>>
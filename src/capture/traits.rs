//! Capture trait definitions
//!
//! Platform-agnostic traits for capture sources. A backend hands out a
//! [`MediaSource`] for a device; the source drives an encoder that pushes
//! [`MediaEvent`]s into the session's event channel.

use crate::recorder::state::SourceKind;
use crate::utils::error::CaptureError;
use async_trait::async_trait;
use bytes::Bytes;
use serde::{Deserialize, Serialize};
use tokio::sync::mpsc;

/// Video resolution
#[derive(Debug, Clone, Copy, PartialEq, Eq, Serialize, Deserialize)]
pub struct Resolution {
    pub width: u32,
    pub height: u32,
}

/// Both the ideal and the hard cap for captured frames
pub const MAX_RESOLUTION: Resolution = Resolution {
    width: 1280,
    height: 720,
};

/// What the session asks the platform for
#[derive(Debug, Clone, PartialEq, Eq)]
pub struct SourceRequest {
    pub kind: SourceKind,
    pub ideal: Resolution,
    pub max: Resolution,
    /// Capture audio when the platform offers it
    pub audio: bool,
    pub device_id: Option<String>,
}

impl SourceRequest {
    pub fn new(kind: SourceKind, audio: bool, device_id: Option<String>) -> Self {
        Self {
            kind,
            ideal: MAX_RESOLUTION,
            max: MAX_RESOLUTION,
            audio,
            device_id,
        }
    }
}

/// Encoder parameters chosen at start
#[derive(Debug, Clone, PartialEq, Eq)]
pub struct EncoderSettings {
    pub mime_type: String,
    pub bitrate_bps: u64,
}

/// Events a live source reports to its session
#[derive(Debug, Clone)]
pub enum MediaEvent {
    /// An encoded data unit
    Data(Bytes),
    /// The platform ended the source (device unplugged, sharing revoked)
    Ended,
    /// The encoder failed while recording
    EncoderError(String),
}

pub type MediaEventSender = mpsc::UnboundedSender<MediaEvent>;
pub type MediaEventReceiver = mpsc::UnboundedReceiver<MediaEvent>;

/// Platform capture capability
#[async_trait]
pub trait CaptureBackend: Send + Sync {
    /// Backend name for logs
    fn name(&self) -> &str;

    /// Whether the platform encoder can produce `mime_type`
    async fn supports_codec(&self, mime_type: &str) -> bool;

    /// Acquire the device described by `request`.
    ///
    /// Fails with [`CaptureError::SourceUnavailable`] on denial or absence.
    async fn acquire(&self, request: &SourceRequest) -> Result<Box<dyn MediaSource>, CaptureError>;
}

/// An acquired device plus its encoder
#[async_trait]
pub trait MediaSource: Send {
    /// Start encoding; data units and lifecycle events go to `events`.
    ///
    /// A device the platform refuses once encoding begins is reported here
    /// as [`CaptureError::SourceUnavailable`], not as an `Ended` event.
    async fn start_encoder(
        &mut self,
        settings: &EncoderSettings,
        events: MediaEventSender,
    ) -> Result<(), CaptureError>;

    /// Flush and finalize the encoder.
    ///
    /// Every trailing data unit is sent on the event channel before this
    /// resolves. No `Ended` event is reported for a requested finalize.
    async fn finalize(&mut self);

    /// Stop all device tracks. Must be safe to call more than once.
    fn release(&mut self);
}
<<
* _Brief_:
Take the line above containing "Eq, Serialize, Deserialize)]", the line containing "unplugged, sharing revoked)", and all lines in between, and copy them exactly without anything else.

* _Answer for this exercise_:
#[derive(Debug, Clone, Copy, PartialEq, Eq, Serialize, Deserialize)]
pub struct Resolution {
    pub width: u32,
    pub height: u32,
}

/// Both the ideal and the hard cap for captured frames
pub const MAX_RESOLUTION: Resolution = Resolution {
    width: 1280,
    height: 720,
};

/// What the session asks the platform for
#[derive(Debug, Clone, PartialEq, Eq)]
pub struct SourceRequest {
    pub kind: SourceKind,
    pub ideal: Resolution,
    pub max: Resolution,
    /// Capture audio when the platform offers it
    pub audio: bool,
    pub device_id: Option<String>,
}

impl SourceRequest {
    pub fn new(kind: SourceKind, audio: bool, device_id: Option<String>) -> Self {
        Self {
            kind,
            ideal: MAX_RESOLUTION,
            max: MAX_RESOLUTION,
            audio,
            device_id,
        }
    }
}

/// Encoder parameters chosen at start
#[derive(Debug, Clone, PartialEq, Eq)]
pub struct EncoderSettings {
    pub mime_type: String,
    pub bitrate_bps: u64,
}

/// Events a live source reports to its session
#[derive(Debug, Clone)]
pub enum MediaEvent {
    /// An encoded data unit
    Data(Bytes),
    /// The platform ended the source (device unplugged, sharing revoked)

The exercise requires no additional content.